Когда Лассу кончает, я кричу в сторону двери:
— Нусика…
Нуси вносит на большом серебряном блюде телячье рагу, картофельное пюре в желтой иенской вазе и темно-красную свеклу на сверкающей тарелке.
— Иногда нам везло, тогда мы тоже делали картофельное пюре, — говорит Лассу и тут же смущается.
— Значит, вам было легче, чем нам, — отвечаю я. — Во время войны картошка ценилась на вес золота. Кто пережил осаду Будапешта, тот знает…
— Разумеется, — в голосе Баницы слышится сарказм.
— Я говорю, конечно, только о продуктах. Да и длилось это всего несколько недель, а вы провели там годы. Ужасно…
— Если мы выдержали, значит, можно было выдержать, — сухо замечает Баница. — Правильно, Банди Лассу?

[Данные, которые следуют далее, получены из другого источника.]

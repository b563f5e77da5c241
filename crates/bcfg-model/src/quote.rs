//! Option lists for the inquiry form.
//!
//! The form is a draft only; nothing here submits anything.

use serde::{Deserialize, Serialize};
use std::fmt;
use std::str::FromStr;

use crate::error::ModelError;

pub static BUILDING_SECTORS: [&str; 6] = [
    "Industrial",
    "Agricultural",
    "Commercial",
    "Logistics",
    "Sports & Leisure",
    "Other",
];

pub static BUILDING_APPLICATIONS: [&str; 7] = [
    "Plants/Factories",
    "Warehouses",
    "Workshops",
    "Barns/Stables",
    "Hangars",
    "Showrooms",
    "Other",
];

pub static REALIZATION_YEARS: [u16; 4] = [2025, 2026, 2027, 2028];

pub const DEFAULT_SECTOR: &str = "Industrial";
pub const DEFAULT_APPLICATION: &str = "Plants/Factories";
pub const DEFAULT_REALIZATION_YEAR: u16 = 2025;

/// Answer to "How did you find us?".
#[derive(Debug, Clone, Copy, PartialEq, Eq, Hash, Serialize, Deserialize)]
#[serde(rename_all = "snake_case")]
pub enum ReferralSource {
    Search,
    Referral,
    Social,
    Exhibition,
    Other,
}

impl ReferralSource {
    pub const ALL: [ReferralSource; 5] = [
        ReferralSource::Search,
        ReferralSource::Referral,
        ReferralSource::Social,
        ReferralSource::Exhibition,
        ReferralSource::Other,
    ];

    pub fn as_str(&self) -> &'static str {
        match self {
            ReferralSource::Search => "search",
            ReferralSource::Referral => "referral",
            ReferralSource::Social => "social",
            ReferralSource::Exhibition => "exhibition",
            ReferralSource::Other => "other",
        }
    }

    pub fn label(&self) -> &'static str {
        match self {
            ReferralSource::Search => "Search Engine",
            ReferralSource::Referral => "Referral",
            ReferralSource::Social => "Social Media",
            ReferralSource::Exhibition => "Exhibition",
            ReferralSource::Other => "Other",
        }
    }
}

impl fmt::Display for ReferralSource {
    fn fmt(&self, f: &mut fmt::Formatter<'_>) -> fmt::Result {
        write!(f, "{}", self.label())
    }
}

impl FromStr for ReferralSource {
    type Err = ModelError;

    fn from_str(s: &str) -> Result<Self, Self::Err> {
        let normalized = s.trim().to_lowercase();
        ReferralSource::ALL
            .into_iter()
            .find(|source| source.as_str() == normalized)
            .ok_or_else(|| ModelError::unknown("referral source", s))
    }
}
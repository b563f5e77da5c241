//! Transient panel state.
//!
//! Popover and collapsible state plus the inquiry draft. None of it lives in
//! the store and none of it is versioned.

use serde::Serialize;

use bcfg_model::{
    ColorSlot, DEFAULT_APPLICATION, DEFAULT_REALIZATION_YEAR, DEFAULT_SECTOR, ReferralSource,
};

#[derive(Debug, Clone, PartialEq, Eq)]
pub struct UiState {
    /// Colour picker whose popover is open, if any.
    pub open_picker: Option<ColorSlot>,
    /// Right sidebar "Visualization" section expanded.
    pub visualization_open: bool,
    /// Right sidebar "Main Parts" section expanded.
    pub parts_open: bool,
    pub quote: QuoteDraft,
}

impl Default for UiState {
    fn default() -> Self {
        Self {
            open_picker: None,
            visualization_open: true,
            parts_open: true,
            quote: QuoteDraft::default(),
        }
    }
}

/// Inquiry form contents. Held locally, never submitted.
#[derive(Debug, Clone, PartialEq, Eq, Serialize)]
pub struct QuoteDraft {
    pub sector: String,
    pub application: String,
    pub realization_year: u16,
    pub referral: Option<ReferralSource>,
    pub notes: String,
}

impl Default for QuoteDraft {
    fn default() -> Self {
        Self {
            sector: DEFAULT_SECTOR.to_string(),
            application: DEFAULT_APPLICATION.to_string(),
            realization_year: DEFAULT_REALIZATION_YEAR,
            referral: None,
            notes: String::new(),
        }
    }
}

— Верно. Лагерная жизнь, — обращается он ко мне, — совсем не бесконечное ожидание смерти. В лагере тоже смеются, я бы сказал даже, что настроение бывало, в среднем, не хуже, чем на воле.
— У нас бывало хуже, — с горькой усмешкой говорит Баница.
— А я думаю, — вмешивается Ричи, — что мой отец в Маутхаузене не слишком веселился. — Он хмуро оглядывает всех по очереди, Лассу, своего отчима, наконец задерживает взгляд на мне. Я отворачиваюсь.
Лассу чувствует потребность объясниться:
— В жизни ведь так всегда: пока человек жив, он смеется. Повсюду есть смешные ситуации, везде и всегда. Я вам расскажу новый анекдот, уже послевоенный, — говорит он, обращаясь к Пиште. — Дело происходит где-то на Урале, забыл название местности. Из Германии везут трофейное добро для колхоза. Все, конечно, собираются, чтобы посмотреть. И вот проводят мекленбургов, это такие битюги, флегматичные, с громадными копытами, — объясняет он Ричи, — вроде наших ломовых лошадей, только еще покрепче. Тут одна крестьянка говорит другой: «Глянь-ка. Ну и лошади!» И все. Ей дали десять лет. Причина: восхваление западной техники.